Sleater-Kinney : Gueule de bois
Sleater-Kinney s’amène en ville dans la foulée de la parution de son septième album, The Woods. Entrevue avec un groupe féministe moins radical qu’on peut le penser.
Combattre la phallocratie du rock’n’roll: voilà le mot d’ordre que s’était donné une partie de la florissante communauté artistique d’Olympia/Seattle au début des années 90. Inspirées par une femme comme Joan Jett, les formations 7 Year Bitch, Bikini Kill, Calamity Jane et Bratmobile ont, à cette époque, porté le fleuron du mouvement riot grrl, exprimant leur écœurement devant l’inégalité des sexes via un rock particulièrement abrasif.
Quinze ans plus tard, les Yeah Yeah Yeah’s, Gossip et Sleater-Kinney ont appris à canaliser cette énergie destructrice, féminine, en révélant un côté plus accessible de leur style.
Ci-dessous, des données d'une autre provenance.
//! Word-difference tracking.
//!
//! For an equation `u = v` in a group, the word difference after `i` letters
//! is `u[..i]⁻¹·v[..i]`. Reading the two words in lock-step one product
//! symbol `(x, y)` at a time moves from difference `d` to `x⁻¹·d·y`; the walk
//! starts and ends at the identity. The tracker keeps one state per
//! difference seen so far, keyed by the reduced word of the difference, and
//! the transitions proved between them.
//!
//! Reduced words are only canonical once the rewriting system is
//! confluent. Until then two states may denote the same element; when the
//! tracker finds out (two targets for one transition, or a key word that
//! reduces onto another state's key) it merges them with a union-find and
//! emits the two key words as a new equation.
//!
//! Monoid presentations have no differences; the tracker is then disabled
//! and every operation is a no-op.

mod learn;
mod merge;
mod snapshot;


use std::collections::{BTreeMap, VecDeque};
use std::fmt;
use std::ops::{BitOr, BitOrAssign};

use wordfsa_core::{Gen, Symbol, Word};

use crate::arena::{NodeArena, NodeId};

/// Difference state handle. State 1 is the identity.
#[repr(transparent)]
#[derive(Debug, Clone, Copy, PartialEq, Eq, PartialOrd, Ord, Hash)]
pub struct StateId(u32);

impl StateId {
    pub const IDENTITY: StateId = StateId(1);

    #[inline]
    pub const fn new(raw: u32) -> Self {
        Self(raw)
    }

    #[inline]
    pub const fn as_u32(self) -> u32 {
        self.0
    }

    #[inline]
    fn index(self) -> usize {
        self.0 as usize - 1
    }
}

impl fmt::Display for StateId {
    fn fmt(&self, f: &mut fmt::Formatter<'_>) -> fmt::Result {
        write!(f, "S{}", self.0)
    }
}

macro_rules! flag_set {
    ($(#[$meta:meta])* $name:ident { $($(#[$fmeta:meta])* $flag:ident = $bit:expr;)* }) => {
        $(#[$meta])*
        #[derive(Clone, Copy, Debug, Default, PartialEq, Eq, Hash)]
        pub struct $name(u8);

        impl $name {
            pub const NONE: Self = Self(0);
            $($(#[$fmeta])* pub const $flag: Self = Self($bit);)*

            #[inline]
            pub fn contains(self, other: Self) -> bool {
                self.0 & other.0 == other.0
            }

            #[inline]
            pub fn is_empty(self) -> bool {
                self.0 == 0
            }

            #[inline]
            pub fn bits(self) -> u8 {
                self.0
            }

            #[inline]
            pub const fn from_bits(bits: u8) -> Self {
                Self(bits)
            }
        }

        impl BitOr for $name {
            type Output = Self;

            fn bitor(self, rhs: Self) -> Self {
                Self(self.0 | rhs.0)
            }
        }

        impl BitOrAssign for $name {
            fn bitor_assign(&mut self, rhs: Self) {
                self.0 |= rhs.0;
            }
        }
    };
}

flag_set! {
    /// Properties of a difference state.
    StateFlags {
        /// Key is a single generator or the identity.
        MULTIPLIER = 0x01;
        /// Reached while walking some equation.
        REDUCTION = 0x02;
        /// Created while walking the right half of an equation.
        HALF = 0x04;
        /// Reached while walking a primary equation.
        PRIMARY = 0x08;
        /// The identity.
        INITIAL = 0x10;
    }
}

flag_set! {
    /// What learning an equation changed.
    LearnFlags {
        NEW_STATE = 0x01;
        NEW_PRIMARY_STATE = 0x02;
        NEW_TRANSITION = 0x04;
        MERGED = 0x08;
        /// Merges produced equations, see [`DifferenceTracker::take_equations`].
        NEW_EQUATION = 0x10;
    }
}

flag_set! {
    /// Filters for [`DifferenceTracker::grow_wd`].
    WdFlags {
        /// Only states reached by primary equations.
        PRIMARY_ONLY = 0x01;
        /// Only transitions proved by an equation walk.
        KNOWN_ONLY = 0x02;
        /// Emit a sparse table.
        SPARSE = 0x04;
    }
}

/// The equation whose walk reached a state or proved a transition.
#[derive(Debug, Clone, Copy, PartialEq, Eq)]
pub struct Witness {
    pub eq: NodeId,
    pub lhs_len: u32,
    pub rhs_len: u32,
}

impl Witness {
    /// Shorter total first, then shorter left-hand side, then older node.
    pub fn is_better_than(&self, other: &Witness) -> bool {
        let key = |w: &Witness| (w.lhs_len + w.rhs_len, w.lhs_len, w.eq);
        key(self) < key(other)
    }
}

/// Why a transition exists.
#[derive(Debug, Clone, Copy, PartialEq, Eq)]
pub enum Proof {
    /// Proved by walking an equation; the best witness is kept.
    Rule(Witness),
    /// Computed by reducing `x⁻¹·d·y`.
    Computed,
}

impl Proof {
    pub fn is_better_than(&self, other: &Proof) -> bool {
        match (self, other) {
            (Proof::Rule(a), Proof::Rule(b)) => a.is_better_than(b),
            (Proof::Rule(_), Proof::Computed) => true,
            (Proof::Computed, _) => false,
        }
    }

    pub fn is_rule(&self) -> bool {
        matches!(self, Proof::Rule(_))
    }
}

#[derive(Debug, Clone, Copy, PartialEq, Eq)]
pub struct Transition {
    pub target: StateId,
    pub proof: Proof,
}

#[derive(Debug, Clone)]
struct DiffState {
    /// Holds a reference while set.
    key: Option<NodeId>,
    parent: StateId,
    /// States whose parent link points here.
    merged: u32,
    flags: StateFlags,
    best: Option<Witness>,
    best_primary: Option<Witness>,
    transitions: BTreeMap<Symbol, Transition>,
    discarded: bool,
}

impl DiffState {
    fn new(id: StateId, key: NodeId, flags: StateFlags) -> Self {
        Self {
            key: Some(key),
            parent: id,
            merged: 0,
            flags,
            best: None,
            best_primary: None,
            transitions: BTreeMap::new(),
            discarded: false,
        }
    }
}

/// The difference states and their transitions.
#[derive(Debug)]
pub struct DifferenceTracker {
    enabled: bool,
    states: Vec<DiffState>,
    pending: VecDeque<(StateId, StateId)>,
    equations: Vec<(Word, Word)>,
    dirty: usize,
}

impl DifferenceTracker {
    /// Tracker with the identity state keyed by the trie root. Disabled
    /// unless `enabled` and the alphabet is a group alphabet.
    pub fn new(arena: &mut NodeArena, enabled: bool) -> Self {
        let enabled = enabled && arena.alphabet().is_group();
        let identity = StateId::IDENTITY;
        arena.attach(NodeId::ROOT);
        arena.set_difference(NodeId::ROOT, Some(identity));
        let flags = StateFlags::INITIAL | StateFlags::MULTIPLIER;
        Self {
            enabled,
            states: vec![DiffState::new(identity, NodeId::ROOT, flags)],
            pending: VecDeque::new(),
            equations: Vec::new(),
            dirty: 0,
        }
    }

    #[inline]
    pub fn is_enabled(&self) -> bool {
        self.enabled
    }

    /// States created since the last [`DifferenceTracker::clear_dirty`].
    pub fn dirty(&self) -> usize {
        self.dirty
    }

    pub fn clear_dirty(&mut self) {
        self.dirty = 0;
    }

    /// Live states: union-find roots that were not discarded.
    pub fn state_count(&self) -> usize {
        self.roots().len()
    }

    /// Every state ever created, merged and discarded ones included.
    pub fn capacity(&self) -> usize {
        self.states.len()
    }

    pub(crate) fn roots(&self) -> Vec<StateId> {
        (1..=self.states.len() as u32)
            .map(StateId::new)
            .filter(|&s| self.find(s) == s && !self.state(s).discarded)
            .collect()
    }

    #[inline]
    fn state(&self, s: StateId) -> &DiffState {
        &self.states[s.index()]
    }

    #[inline]
    fn state_mut(&mut self, s: StateId) -> &mut DiffState {
        &mut self.states[s.index()]
    }

    /// Union-find root of `s`.
    pub fn find(&self, s: StateId) -> StateId {
        let mut at = s;
        while self.state(at).parent != at {
            at = self.state(at).parent;
        }
        at
    }

    /// Union-find root of `s`, pointing every state on the way straight at
    /// the root.
    pub(crate) fn find_mut(&mut self, s: StateId) -> StateId {
        let root = self.find(s);
        let mut at = s;
        while at != root {
            let next = self.state(at).parent;
            self.set_parent(at, root);
            at = next;
        }
        root
    }

    fn set_parent(&mut self, s: StateId, parent: StateId) {
        let old = self.state(s).parent;
        if old == parent {
            return;
        }
        if old != s {
            self.state_mut(old).merged -= 1;
        }
        self.state_mut(s).parent = parent;
        if parent != s {
            self.state_mut(parent).merged += 1;
        }
    }

    pub fn flags(&self, s: StateId) -> StateFlags {
        self.state(self.find(s)).flags
    }

    pub fn key(&self, s: StateId) -> Option<NodeId> {
        self.state(self.find(s)).key
    }

    pub fn key_word(&self, arena: &NodeArena, s: StateId) -> Word {
        self.key(s).map(|k| arena.word(k)).unwrap_or_default()
    }

    pub fn best_witness(&self, s: StateId) -> Option<Witness> {
        self.state(self.find(s)).best
    }

    pub fn best_primary_witness(&self, s: StateId) -> Option<Witness> {
        self.state(self.find(s)).best_primary
    }

    fn is_live(&self, s: StateId) -> bool {
        !self.state(self.find(s)).discarded
    }

    /// Target of `s` on `symbol`, resolved to a live root.
    pub fn transition(&self, s: StateId, symbol: Symbol) -> Option<StateId> {
        self.proved(s, symbol).map(|t| t.target)
    }

    /// Transition of `s` on `symbol` with its proof, resolved to a live root.
    pub fn proved(&self, s: StateId, symbol: Symbol) -> Option<Transition> {
        let tr = self.state(self.find(s)).transitions.get(&symbol)?;
        let target = self.find(tr.target);
        self.is_live(target).then_some(Transition {
            target,
            proof: tr.proof,
        })
    }

    /// Run a padded word pair from the identity.
    pub fn run(&self, symbols: impl IntoIterator<Item = Symbol>) -> Option<StateId> {
        symbols
            .into_iter()
            .try_fold(StateId::IDENTITY, |s, symbol| self.transition(s, symbol))
    }

    /// Equations produced by merges since the last call.
    pub fn take_equations(&mut self) -> Vec<(Word, Word)> {
        std::mem::take(&mut self.equations)
    }

    fn offer_witness(&mut self, s: StateId, witness: Witness, primary: bool) {
        let s = self.find(s);
        let state = self.state_mut(s);
        state.flags |= StateFlags::REDUCTION;
        if state.best.is_none_or(|b| witness.is_better_than(&b)) {
            state.best = Some(witness);
        }
        if primary {
            state.flags |= StateFlags::PRIMARY;
            if state.best_primary.is_none_or(|b| witness.is_better_than(&b)) {
                state.best_primary = Some(witness);
            }
        }
    }
}

/// Product symbol letters, shared by the walks.
pub(crate) fn letters(lhs: &[Gen], rhs: &[Gen], i: usize) -> (Option<Gen>, Option<Gen>) {
    (lhs.get(i).copied(), rhs.get(i).copied())
}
Mais ce n’est pas parce qu’on puise une partie de son influence au sein du mouvement riot grrl qu’on devient féministe radicale pour autant. "Nous ne nous sommes jamais considérées comme un groupe riot grrl", explique Janet Weiss, batteuse de Sleater-Kinney qui a pourtant lancé plusieurs compacts (dont Dig Me Out et One Beat) sur l’étiquette Kill Rock Star, associée au courant militant. "Avant la formation de Sleater-Kinney, notre chanteuse-guitariste (Corin Tucker) faisait bien partie d’un groupe phare de la vague féministe (Heavens to Betsy), mais aujourd’hui, nos principales préoccupations ont changé. Nous soutenons toujours la cause, mais notre musique passe avant tout. De toute façon, nos pièces évoquent une multitude de sujets et de sentiments, qui débordent du champ des idées féministes."
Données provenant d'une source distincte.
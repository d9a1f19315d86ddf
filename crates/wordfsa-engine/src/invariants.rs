//! Invariant checks excluded from coverage reports.

#![cfg_attr(coverage_nightly, coverage(off))]

use wordfsa_core::Gen;

/// Split a left-hand side into its last letter and prefix.
///
/// Left-hand sides are oriented against the empty word, which sorts first,
/// so they are never empty.
pub(crate) fn ensure_oriented_lhs(lhs: &[Gen]) -> (Gen, &[Gen]) {
    match lhs.split_last() {
        Some((&last, prefix)) => (last, prefix),
        None => panic!("insert_pair: empty left-hand side (the empty word always sorts first)"),
    }
}
//! Human-readable dump of a compiled rewriting system.

use std::fmt::Write as _;

use wordfsa_core::{Colors, Step, width_for_count};

use crate::system::{RewritingSystem, StateId};

impl RewritingSystem {
    /// Dump rules and the transition table.
    ///
    /// ```text
    /// [system]
    /// generators 2, states 2, rules 1, confluent
    ///
    /// [rules]
    /// R0 aa → ε
    ///
    /// [states]
    /// S0 a→S1 b→S0
    /// S1 a→R0 b→S0
    /// ```
    pub fn dump(&self, colors: Colors) -> String {
        let c = &colors;
        let alphabet = &self.alphabet;
        let mut out = String::new();

        let _ = writeln!(out, "{}[system]{}", c.blue, c.reset);
        let _ = writeln!(
            out,
            "generators {}, states {}, rules {}, {}",
            alphabet.len(),
            self.state_count(),
            self.rule_count(),
            if self.is_confluent { "confluent" } else { "not confluent" }
        );

        let rw = width_for_count(self.rule_count());
        let _ = writeln!(out, "\n{}[rules]{}", c.blue, c.reset);
        for (i, (lhs, rhs)) in self.rules().enumerate() {
            let _ = writeln!(
                out,
                "R{i:0rw$} {}{}{} → {}{}{}",
                c.green,
                alphabet.display_word(lhs),
                c.reset,
                c.green,
                alphabet.display_word(rhs),
                c.reset
            );
        }

        let sw = width_for_count(self.state_count());
        let _ = writeln!(out, "\n{}[states]{}", c.blue, c.reset);
        for state in 0..self.state_count() as StateId {
            let _ = write!(out, "S{state:0sw$}");
            for g in alphabet.generators() {
                let target = match self.transition(state, g) {
                    Step::State(s) => format!("S{s:0sw$}"),
                    Step::Rule(r) => format!("{}R{r:0rw$}{}", c.dim, c.reset),
                };
                let _ = write!(out, " {}→{target}", alphabet.name(g));
            }
            out.push('\n');
        }

        out
    }
}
Lancé à la fin du mois de mai, The Woods, septième album de la troupe originaire d’Olympia mais établie à Portland, reflète bien cette pluralité. Si la première pièce du compact met en scène un canard et un renard à la manière des fables de La Fontaine, d’autres titres abordent quelques réalités modernes comme les mariages ratés et les désagréments de la vie urbaine. Marquant l’arrivée du groupe chez Sub Pop, l’album réalisé par le maître de la pop rêveuse David Fridmann (Mercury Rev, Flaming Lips) approfondit le répertoire de Sleater-Kinney. Toujours mordante, la formation exclusivement féminine semble accorder plus d’importance aux ambiances. Bref, on frappe encore dans le mille par le biais d’une intensité tout indie rock, mais on s’y prend avec plus de subtilité, de ruse et de maturité. "Le titre de l’album découle directement de cette nouvelle approche. Nous avions besoin d’une appellation qui reflétait l’atmosphère sombre, mystérieuse et même mystique du disque. Le jour, la forêt est magnifique et exprime la pureté de la nature, mais la nuit, ce même endroit peut vous foutre la trouille de votre vie."
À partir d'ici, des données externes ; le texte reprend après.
use indoc::indoc;
use wordfsa_core::{Alphabet, Colors, SerializedSystem, Word, WordError, WordOrder};
use wordfsa_rws::RewritingSystem;

use crate::differences::{StateId, WdFlags};
use crate::error::EngineError;
use crate::limits::{CancelToken, EngineOptions, Limits};
use crate::overlap::{critical_pair, overlaps};
use crate::trace::{PrintTracer, Verbosity};
use crate::{Engine, Progress};

fn group2() -> Alphabet {
    Alphabet::group(["a", "A", "b", "B"]).unwrap()
}

fn engine_with(alphabet: Alphabet, relations: &[(&str, &str)], limits: Limits) -> Engine {
    let relations: Vec<(Word, Word)> = relations
        .iter()
        .map(|(l, r)| (alphabet.parse_word(l).unwrap(), alphabet.parse_word(r).unwrap()))
        .collect();
    Engine::from_relations(alphabet, &relations, limits, EngineOptions::default()).unwrap()
}

fn completed(alphabet: Alphabet, relations: &[(&str, &str)]) -> Engine {
    let mut engine = engine_with(alphabet, relations, Limits::default());
    engine.complete().unwrap();
    engine
}

fn word(engine: &Engine, text: &str) -> Word {
    engine.alphabet().parse_word(text).unwrap()
}

fn reduce_text(engine: &mut Engine, text: &str) -> String {
    let w = word(engine, text);
    let reduced = engine.reduce(&w).unwrap();
    engine.alphabet().format_word(&reduced)
}

fn rules(system: &RewritingSystem) -> Vec<String> {
    let alphabet = system.alphabet();
    let mut out: Vec<String> = system
        .rules()
        .map(|(l, r)| format!("{} → {}", alphabet.display_word(l), alphabet.display_word(r)))
        .collect();
    out.sort();
    out
}

/// Every overlap of two rules resolves to one normal form.
fn is_locally_confluent(system: &RewritingSystem) -> bool {
    let rules: Vec<(Word, Word)> = system.rules().map(|(l, r)| (l.to_vec(), r.to_vec())).collect();
    rules.iter().all(|(l1, r1)| {
        rules.iter().all(|(l2, r2)| {
            overlaps(l1, l2).all(|m| {
                let (a, b) = critical_pair((l1.as_slice(), r1.as_slice()), (l2.as_slice(), r2.as_slice()), m);
                system.reduced(&a).unwrap() == system.reduced(&b).unwrap()
            })
        })
    })
}

#[test]
fn free_group_keeps_cancellation_rules() {
    let mut engine = completed(group2(), &[]);
    let system = engine.compile().unwrap();

    assert!(engine.is_confluent());
    assert_eq!(rules(&system), ["Aa → ε", "Bb → ε", "aA → ε", "bB → ε"]);
    assert_eq!(reduce_text(&mut engine, "abBA"), "");
    assert_eq!(reduce_text(&mut engine, "abAB"), "abAB");
}

#[test]
fn learnt_equations_walk_back_to_identity() {
    let mut engine = completed(group2(), &[]);
    let alphabet = engine.alphabet().clone();
    let pad = |l: &str| alphabet.symbol(Some(alphabet.index(l).unwrap()), None);

    let tracker = engine.tracker();
    for (x, y) in [("a", "A"), ("A", "a"), ("b", "B"), ("B", "b")] {
        assert_eq!(tracker.run([pad(x), pad(y)]), Some(StateId::IDENTITY), "{x}{y}");
    }

    let wd = engine.grow_wd(WdFlags::NONE).unwrap();
    assert_eq!(wd.run([pad("a"), pad("A")]), Some(wd.initial()));
    assert!(engine.is_inverse_complete().unwrap());
}

#[test]
fn involutions() {
    let mut engine = completed(group2(), &[("aa", ""), ("bb", "")]);
    let system = engine.compile().unwrap();

    assert_eq!(rules(&system), ["A → a", "B → b", "aa → ε", "bb → ε"]);
    assert_eq!(reduce_text(&mut engine, "aaa"), "a");
    assert_eq!(reduce_text(&mut engine, "AbB"), "a");

    let alphabet = engine.alphabet();
    let both_a = alphabet.symbol(Some(0), Some(0));
    assert_eq!(
        engine.tracker().transition(StateId::IDENTITY, both_a),
        Some(StateId::IDENTITY)
    );
}

#[test]
fn free_abelian_group_of_rank_two() {
    let mut engine = completed(group2(), &[("ba", "ab")]);
    let system = engine.compile().unwrap();

    assert!(engine.is_confluent());
    assert_eq!(system.rule_count(), 8);
    assert_eq!(engine.stats().equations, 8);
    assert_eq!(reduce_text(&mut engine, "baBA"), "");
    assert_eq!(reduce_text(&mut engine, "BaBa"), "aaBB");
    assert_eq!(reduce_text(&mut engine, "AbaB"), "");
}

#[test]
fn symmetric_group_of_degree_three() {
    let mut engine = completed(group2(), &[("aa", ""), ("bb", ""), ("ababab", "")]);
    let system = engine.compile().unwrap();

    assert_eq!(rules(&system), ["A → a", "B → b", "aa → ε", "bab → aba", "bb → ε"]);
    assert_eq!(reduce_text(&mut engine, "ababab"), "");
    assert_eq!(reduce_text(&mut engine, "BAB"), "aba");
}

#[test]
fn commutative_monoid_without_differences() {
    let mut engine = completed(Alphabet::new(["x", "y"]).unwrap(), &[("yx", "xy")]);

    assert!(!engine.tracker().is_enabled());
    assert_eq!(reduce_text(&mut engine, "yxyx"), "xxyy");
    assert_eq!(engine.stats().equations, 1);
    let wd = engine.grow_wd(WdFlags::NONE).unwrap();
    assert_eq!(wd.state_count, 1);
}

#[test]
fn reduction_is_idempotent_and_shortening() {
    let mut engine = completed(group2(), &[("ba", "ab")]);
    for text in ["", "a", "BBaAb", "bAbAbA", "abABabAB", "BBBaaaB"] {
        let w = word(&engine, text);
        let once = engine.reduce(&w).unwrap();
        let twice = engine.reduce(&once).unwrap();
        assert_eq!(once, twice, "{text}");
        assert!(once.len() <= w.len(), "{text}");
    }
}

#[test]
fn compiled_system_survives_serialization() {
    let record = SerializedSystem::from_json(indoc! {r#"
        {
          "generatorOrder": ["a", "A", "b", "B"],
          "inverses": ["A", "a", "B", "b"],
          "equations": [["ba", "ab"]]
        }
    "#})
    .unwrap();
    let mut engine = Engine::new(&record, Limits::default(), EngineOptions::default()).unwrap();
    engine.complete().unwrap();

    let saved = engine.to_serialized().unwrap();
    assert!(saved.is_confluent);
    let reread = SerializedSystem::from_json(&saved.to_json()).unwrap();
    let system = RewritingSystem::from_serialized(&reread).unwrap();

    for text in ["BAba", "bbbAAa", "aBAb", "BBBaaaB"] {
        let w = word(&engine, text);
        assert_eq!(system.reduced(&w).unwrap(), engine.reduce(&w).unwrap(), "{text}");
    }
}

#[test]
fn same_pair_twice_is_one_equation() {
    let mut engine = engine_with(group2(), &[], Limits::default());
    let (ba, ab) = (word(&engine, "ba"), word(&engine, "ab"));
    let counters = |engine: &Engine| {
        (
            engine.stats().equations,
            engine.tracker().dirty(),
            engine.tracker().state_count(),
        )
    };

    let first = engine.add_equation(&ba, &ab).unwrap();
    let before = counters(&engine);
    assert_eq!(engine.add_equation(&ba, &ab).unwrap(), None);
    assert_eq!(engine.add_equation(&ab, &ba).unwrap(), None);

    assert!(first.is_some());
    assert_eq!(counters(&engine), before);

    engine.expand_machine().unwrap();
    let adopted = counters(&engine);
    assert!(engine.arena().equation(first.unwrap()).unwrap().is_learnt());
    assert_eq!(engine.add_equation(&ba, &ab).unwrap(), None);
    assert_eq!(engine.add_equation(&ab, &ba).unwrap(), None);

    assert_eq!(counters(&engine), adopted);
}

#[test]
fn equation_is_oriented_by_word_order() {
    let mut engine = engine_with(group2(), &[], Limits::default());
    let (ab, ba) = (word(&engine, "ab"), word(&engine, "ba"));

    let eq = engine.add_equation(&ab, &ba).unwrap().unwrap();

    assert_eq!(engine.arena().word(eq), ba);
    assert!(engine.equations().contains(&(ba, ab)));
}

#[test]
fn word_past_maximum_is_rejected() {
    let limits = Limits::new().max_word_length(6);
    let mut engine = engine_with(group2(), &[], limits);
    let long = word(&engine, "aaaaaaa");
    let ok = word(&engine, "aaaaaa");

    let err = engine.add_equation(&long, &[]).unwrap_err();

    assert!(matches!(
        err,
        EngineError::Word(WordError::TooLong { len: 7, max: 6 })
    ));
    assert!(engine.add_equation(&ok, &[]).unwrap().is_some());
}

#[test]
fn equation_limit() {
    let limits = Limits::new().max_equations(3);
    let relations: Vec<(Word, Word)> = Vec::new();

    let Err(err) =
        Engine::from_relations(group2(), &relations, limits, EngineOptions::default())
    else {
        panic!("four inverse axioms exceed a limit of three");
    };

    insta::assert_snapshot!(err, @"equations limit of 3 exceeded");
}

#[test]
fn cancelled_run_stops() {
    let token = CancelToken::new();
    let mut engine = engine_with(group2(), &[("ba", "ab")], Limits::default()).with_cancel(token.clone());

    token.cancel();

    assert_eq!(engine.expand_machine().unwrap(), Progress::Cancelled);
    assert!(matches!(engine.complete(), Err(EngineError::Cancelled)));
    assert!(!engine.is_confluent());

    engine.set_cancel_token(None);
    engine.complete().unwrap();
    assert!(engine.is_confluent());
}

#[test]
fn step_budget_bounds_one_call() {
    let limits = Limits::new().step_budget(1);
    let mut engine = engine_with(group2(), &[], limits);

    assert_eq!(engine.expand_machine().unwrap(), Progress::Working);
    assert_eq!(engine.stats().adopted, 1);
    assert_eq!(engine.stats().queued, 3);
}

#[test]
fn long_overlaps_wait_for_larger_limits() {
    let limits = Limits::new().max_overlap_length(3);
    let mut engine = engine_with(Alphabet::new(["x"]).unwrap(), &[("xxx", "x")], limits);

    engine.complete().unwrap();
    assert!(!engine.is_confluent());
    assert_eq!(engine.stats().deferred, 2);
    assert_eq!(engine.stats().overlaps, 0);

    engine.set_limits(Limits::default());
    engine.complete().unwrap();
    assert!(engine.is_confluent());
    assert_eq!(engine.stats().deferred, 0);
    assert_eq!(engine.stats().overlaps, 2);
    assert_eq!(engine.stats().equations, 1);
}

#[test]
fn secondary_equations_can_be_kept() {
    let alphabet = group2();
    let relations = vec![(alphabet.parse_word("aa").unwrap(), Word::new())];
    let options = EngineOptions::new().keep_secondary(true);
    let mut engine = Engine::from_relations(alphabet, &relations, Limits::default(), options).unwrap();

    engine.complete().unwrap();

    let secondary = engine
        .arena()
        .equations()
        .filter(|&eq| !engine.arena().equation(eq).unwrap().is_primary())
        .count();
    assert!(secondary > 0);
    let system = engine.compile().unwrap();
    assert_eq!(rules(&system), ["A → a", "Bb → ε", "aa → ε", "bB → ε"]);
    assert!(is_locally_confluent(&system));
}

#[test]
fn kept_secondary_equations_leave_a_confluent_system() {
    let alphabet = Alphabet::new(["x", "y", "z"])
        .unwrap()
        .with_order(WordOrder::WeightedLex {
            weights: vec![1, 2, 3],
        })
        .unwrap();
    let relations: Vec<(Word, Word)> = [("yyz", "xz"), ("yyy", "xx"), ("zxzzyx", "x")]
        .iter()
        .map(|(l, r)| (alphabet.parse_word(l).unwrap(), alphabet.parse_word(r).unwrap()))
        .collect();
    let run = |options: EngineOptions| {
        let mut engine =
            Engine::from_relations(alphabet.clone(), &relations, Limits::default(), options).unwrap();
        engine.complete().unwrap();
        assert!(engine.is_confluent());
        engine.compile().unwrap()
    };

    let kept = run(EngineOptions::new().keep_secondary(true));
    let removed = run(EngineOptions::new());

    assert!(is_locally_confluent(&kept));
    assert_eq!(rules(&kept), rules(&removed));
    let w = alphabet.parse_word("zxzzyxz").unwrap();
    assert_eq!(kept.reduced(&w).unwrap(), removed.reduced(&w).unwrap());
}

#[test]
fn traced_run() {
    let mut engine = engine_with(group2(), &[("aa", "")], Limits::default());
    let mut tracer = PrintTracer::new(engine.alphabet(), Verbosity::Default, Colors::OFF);

    engine.complete_with(&mut tracer).unwrap();
    engine.compile_with(&mut tracer).unwrap();

    let lines = tracer.lines();
    assert!(lines.iter().any(|l| l.ends_with("A → a")));
    assert!(lines.last().unwrap().contains("compiled 4 rules"));
}

#[test]
fn dump_sections() {
    let engine = completed(group2(), &[]);
    let out = engine.dump(Colors::OFF);

    assert!(out.starts_with("[arena]\n"));
    assert!(out.contains("\n[differences]\n"));
    assert!(out.ends_with("[queues]\nadopt 0, pending 0, deferred 0\n"));
}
À l’instar de la pochette de Woods où un rideau rouge se lève sur une scène parsemée de lugubres feuillus, le rideau rouge de La Tulipe se lèvera le 19 juin sur un groupe menaçant et aussi poignant que les forces de la nature. Changement d’ambiance draconien pour les musiciennes alors que Sleater-Kinney accompagnait récemment Pearl Jam lors d’une tournée extérieure à grand déploiement. "Nous avons aimé l’expérience, mais revenir dans de plus petites salles nous fait du bien. Puisque nous jouions en première partie, il faisait encore clair lors de nos prestations. Nous pouvions donc apercevoir les spectateurs manger leurs hot-dogs et leurs nachos pendant nos concerts. Plutôt weird."